Segment Start: EXTRACTED MATERIAL

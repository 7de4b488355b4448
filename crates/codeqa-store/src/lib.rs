//! Vector store abstraction with Qdrant and in-memory backends.

pub mod in_memory_store;
pub mod qdrant_ops;
pub mod vector_store;

pub use in_memory_store::InMemoryVectorStore;
pub use qdrant_ops::QdrantOps;
pub use vector_store::{
    Metric, ScoredVectorPoint, VectorPoint, VectorStore, VectorStoreError, rank_scored,
};
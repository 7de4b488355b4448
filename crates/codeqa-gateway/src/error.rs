use axum::Json;
use axum::http::StatusCode;
use axum::response::{IntoResponse, Response};
use codeqa_rag::{RagError, ServiceErrorKind};
use serde::Serialize;

#[derive(Debug, thiserror::Error)]
pub enum GatewayError {
    #[error("failed to bind {0}: {1}")]
    Bind(String, std::io::Error),
    #[error("server error: {0}")]
    Server(String),
}

/// Error returned from a request handler, rendered as a JSON body.
#[derive(Debug)]
pub enum ApiError {
    /// 400
    BadRequest(String),
    /// 500
    Internal(String),
    /// 502
    BadGateway(String),
    /// 503
    Unavailable(String),
    /// 504
    GatewayTimeout(String),
}

#[derive(Serialize)]
struct ErrorBody {
    error: String,
    message: String,
}

impl ApiError {
    fn parts(self) -> (StatusCode, &'static str, String) {
        match self {
            Self::BadRequest(msg) => (StatusCode::BAD_REQUEST, "bad_request", msg),
            Self::Internal(msg) => (StatusCode::INTERNAL_SERVER_ERROR, "internal_error", msg),
            Self::BadGateway(msg) => (StatusCode::BAD_GATEWAY, "upstream_error", msg),
            Self::Unavailable(msg) => (StatusCode::SERVICE_UNAVAILABLE, "unavailable", msg),
            Self::GatewayTimeout(msg) => (StatusCode::GATEWAY_TIMEOUT, "timeout", msg),
        }
    }
}

impl IntoResponse for ApiError {
    fn into_response(self) -> Response {
        let (status, error_type, message) = self.parts();
        if status.is_server_error() {
            tracing::warn!(status = status.as_u16(), "query failed: {message}");
        }
        let body = ErrorBody {
            error: error_type.into(),
            message,
        };
        (status, Json(body)).into_response()
    }
}

impl From<RagError> for ApiError {
    fn from(err: RagError) -> Self {
        let message = err.to_string();
        match err {
            RagError::Input(_) => Self::BadRequest(message),
            RagError::Validation(_) | RagError::Config(_) => Self::Internal(message),
            RagError::Service { kind, .. } => match kind {
                ServiceErrorKind::Timeout => Self::GatewayTimeout(message),
                ServiceErrorKind::Unavailable | ServiceErrorKind::RateLimited => {
                    Self::Unavailable(message)
                }
                ServiceErrorKind::Network
                | ServiceErrorKind::Auth
                | ServiceErrorKind::Cancelled
                | ServiceErrorKind::Upstream => Self::BadGateway(message),
            },
        }
    }
}
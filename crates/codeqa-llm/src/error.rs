use std::time::Duration;

#[derive(Debug, thiserror::Error)]
pub enum LlmError {
    #[error("HTTP request failed: {0}")]
    Http(#[from] reqwest::Error),

    #[error("JSON parse failed: {0}")]
    Json(#[from] serde_json::Error),

    #[error("rate limited")]
    RateLimited,

    #[error("{provider} rejected credentials (status {status})")]
    Unauthorized { provider: String, status: u16 },

    #[error("{provider} unavailable (status {status})")]
    Unavailable { provider: String, status: u16 },

    #[error("{provider} request failed (status {status})")]
    Api { provider: String, status: u16 },

    #[error("empty response from {provider}")]
    EmptyResponse { provider: String },

    #[error("embedding not supported by {provider}")]
    EmbedUnsupported { provider: String },

    #[error("timed out after {0:?}")]
    Timeout(Duration),

    #[error("{0}")]
    Other(String),
}

pub type Result<T> = std::result::Result<T, LlmError>;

Segment End: EXTRACTED MATERIAL

> **WORK ORDER**
If a line in the entries above contains "StatusCode", report it.

> **SOLUTION TO THE PROBLEM**
use axum::http::StatusCode;
    fn parts(self) -> (StatusCode, &'static str, String) {
            Self::BadRequest(msg) => (StatusCode::BAD_REQUEST, "bad_request", msg),
            Self::Internal(msg) => (StatusCode::INTERNAL_SERVER_ERROR, "internal_error", msg),
            Self::BadGateway(msg) => (StatusCode::BAD_GATEWAY, "upstream_error", msg),
            Self::Unavailable(msg) => (StatusCode::SERVICE_UNAVAILABLE, "unavailable", msg),
            Self::GatewayTimeout(msg) => (StatusCode::GATEWAY_TIMEOUT, "timeout", msg),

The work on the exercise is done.